- **TASK**: Say, as a bare number, how many lines of the listing hold "available".

- **GIVEN DATA**:
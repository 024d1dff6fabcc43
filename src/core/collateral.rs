//! Collateral amounts and the engine's collateral pool.

use std::fmt;

use serde::{Deserialize, Serialize};

use crate::error::{Error, Result};
use crate::utils::constants::COLLATERAL_BASE_UNIT;
use crate::utils::math::{safe_add, safe_sub};

// ═══════════════════════════════════════════════════════════════════════════════
// COLLATERAL AMOUNT
// ═══════════════════════════════════════════════════════════════════════════════

/// Strongly-typed collateral amount in base units (1 unit = 10^8 base units)
#[derive(Debug, Clone, Copy, PartialEq, Eq, PartialOrd, Ord, Hash, Serialize, Deserialize)]
pub struct CollateralAmount(u64);

impl CollateralAmount {
    /// Zero amount
    pub const ZERO: Self = Self(0);

    /// Create from base units
    pub const fn from_base(base: u64) -> Self {
        Self(base)
    }

    /// Create from whole collateral units
    pub fn from_units(units: u64) -> Self {
        Self(units * COLLATERAL_BASE_UNIT)
    }

    /// Get raw base-unit value
    pub fn base(&self) -> u64 {
        self.0
    }

    /// Check if zero
    pub fn is_zero(&self) -> bool {
        self.0 == 0
    }

    /// Checked addition
    pub fn checked_add(self, other: Self) -> Option<Self> {
        self.0.checked_add(other.0).map(Self)
    }

    /// Checked subtraction
    pub fn checked_sub(self, other: Self) -> Option<Self> {
        self.0.checked_sub(other.0).map(Self)
    }
}

impl fmt::Display for CollateralAmount {
    fn fmt(&self, f: &mut fmt::Formatter<'_>) -> fmt::Result {
        write!(
            f,
            "{}.{:08}",
            self.0 / COLLATERAL_BASE_UNIT,
            self.0 % COLLATERAL_BASE_UNIT
        )
    }
}

impl From<u64> for CollateralAmount {
    fn from(base: u64) -> Self {
        Self(base)
    }
}

impl From<CollateralAmount> for u64 {
    fn from(amount: CollateralAmount) -> Self {
        amount.0
    }
}

// ═══════════════════════════════════════════════════════════════════════════════
// COLLATERAL POOL
// ═══════════════════════════════════════════════════════════════════════════════

/// The single undifferentiated pool of collateral held by the engine.
///
/// The pool does not track per-account positions; all collateral backs all
/// outstanding peg units collectively. Cumulative flow counters support
/// auditing: `total == deposits - withdrawals` at all times.
#[derive(Debug, Clone, Serialize, Deserialize)]
pub struct CollateralPool {
    /// Current pool balance in base units
    total: CollateralAmount,
    /// Lifetime sum of all deposits
    cumulative_deposits: u64,
    /// Lifetime sum of all withdrawals
    cumulative_withdrawals: u64,
}

impl CollateralPool {
    /// Create an empty pool
    pub fn new() -> Self {
        Self {
            total: CollateralAmount::ZERO,
            cumulative_deposits: 0,
            cumulative_withdrawals: 0,
        }
    }

    /// Current pool balance
    pub fn total(&self) -> CollateralAmount {
        self.total
    }

    /// Lifetime deposits in base units
    pub fn cumulative_deposits(&self) -> u64 {
        self.cumulative_deposits
    }

    /// Lifetime withdrawals in base units
    pub fn cumulative_withdrawals(&self) -> u64 {
        self.cumulative_withdrawals
    }

    /// Check that a withdrawal of `amount` would succeed, without mutating
    pub fn can_withdraw(&self, amount: CollateralAmount) -> Result<()> {
        if self.total < amount {
            return Err(Error::InsufficientCollateral {
                required: amount.base(),
                available: self.total.base(),
            });
        }
        Ok(())
    }

    /// Add collateral to the pool
    pub fn deposit(&mut self, amount: CollateralAmount) -> Result<()> {
        if amount.is_zero() {
            return Err(Error::ZeroAmount);
        }
        let new_total = safe_add(self.total.base(), amount.base())?;
        self.cumulative_deposits = safe_add(self.cumulative_deposits, amount.base())?;
        self.total = CollateralAmount::from_base(new_total);
        Ok(())
    }

    /// Remove collateral from the pool
    pub fn withdraw(&mut self, amount: CollateralAmount) -> Result<()> {
        if amount.is_zero() {
            return Err(Error::ZeroAmount);
        }
        self.can_withdraw(amount)?;
        let new_total = safe_sub(self.total.base(), amount.base())?;
        self.cumulative_withdrawals = safe_add(self.cumulative_withdrawals, amount.base())?;
        self.total = CollateralAmount::from_base(new_total);
        Ok(())
    }

    /// Verify the flow invariant: balance equals deposits minus withdrawals
    pub fn audit(&self) -> bool {
        (self.cumulative_deposits as u128) - (self.cumulative_withdrawals as u128)
            == self.total.base() as u128
    }
}

impl Default for CollateralPool {
    fn default() -> Self {
        Self::new()
    }
}

#[cfg(test)]
mod tests {
    use super::*;

    #[test]
    fn test_collateral_amount_display() {
        assert_eq!(CollateralAmount::from_units(1).to_string(), "1.00000000");
        assert_eq!(CollateralAmount::from_base(97_500_000).to_string(), "0.97500000");
        assert_eq!(CollateralAmount::from_base(10_000_000).to_string(), "0.10000000");
    }

    #[test]
    fn test_deposit_and_withdraw() {
        let mut pool = CollateralPool::new();

        pool.deposit(CollateralAmount::from_units(2)).unwrap();
        assert_eq!(pool.total().base(), 200_000_000);

        pool.withdraw(CollateralAmount::from_base(97_500_000)).unwrap();
        assert_eq!(pool.total().base(), 102_500_000);
        assert!(pool.audit());
    }

    #[test]
    fn test_withdraw_beyond_balance() {
        let mut pool = CollateralPool::new();
        pool.deposit(CollateralAmount::from_units(1)).unwrap();

        let err = pool.withdraw(CollateralAmount::from_units(2)).unwrap_err();
        assert_eq!(
            err,
            Error::InsufficientCollateral {
                required: 200_000_000,
                available: 100_000_000,
            }
        );
        assert_eq!(pool.total().base(), 100_000_000);
    }

    #[test]
    fn test_zero_amounts_rejected() {
        let mut pool = CollateralPool::new();
        assert_eq!(pool.deposit(CollateralAmount::ZERO), Err(Error::ZeroAmount));
        assert_eq!(pool.withdraw(CollateralAmount::ZERO), Err(Error::ZeroAmount));
    }

    #[test]
    fn test_audit_tracks_flows() {
        let mut pool = CollateralPool::new();
        pool.deposit(CollateralAmount::from_base(500)).unwrap();
        pool.deposit(CollateralAmount::from_base(300)).unwrap();
        pool.withdraw(CollateralAmount::from_base(200)).unwrap();

        assert_eq!(pool.cumulative_deposits(), 800);
        assert_eq!(pool.cumulative_withdrawals(), 200);
        assert_eq!(pool.total().base(), 600);
        assert!(pool.audit());
    }
}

- **RESPONSE**: 2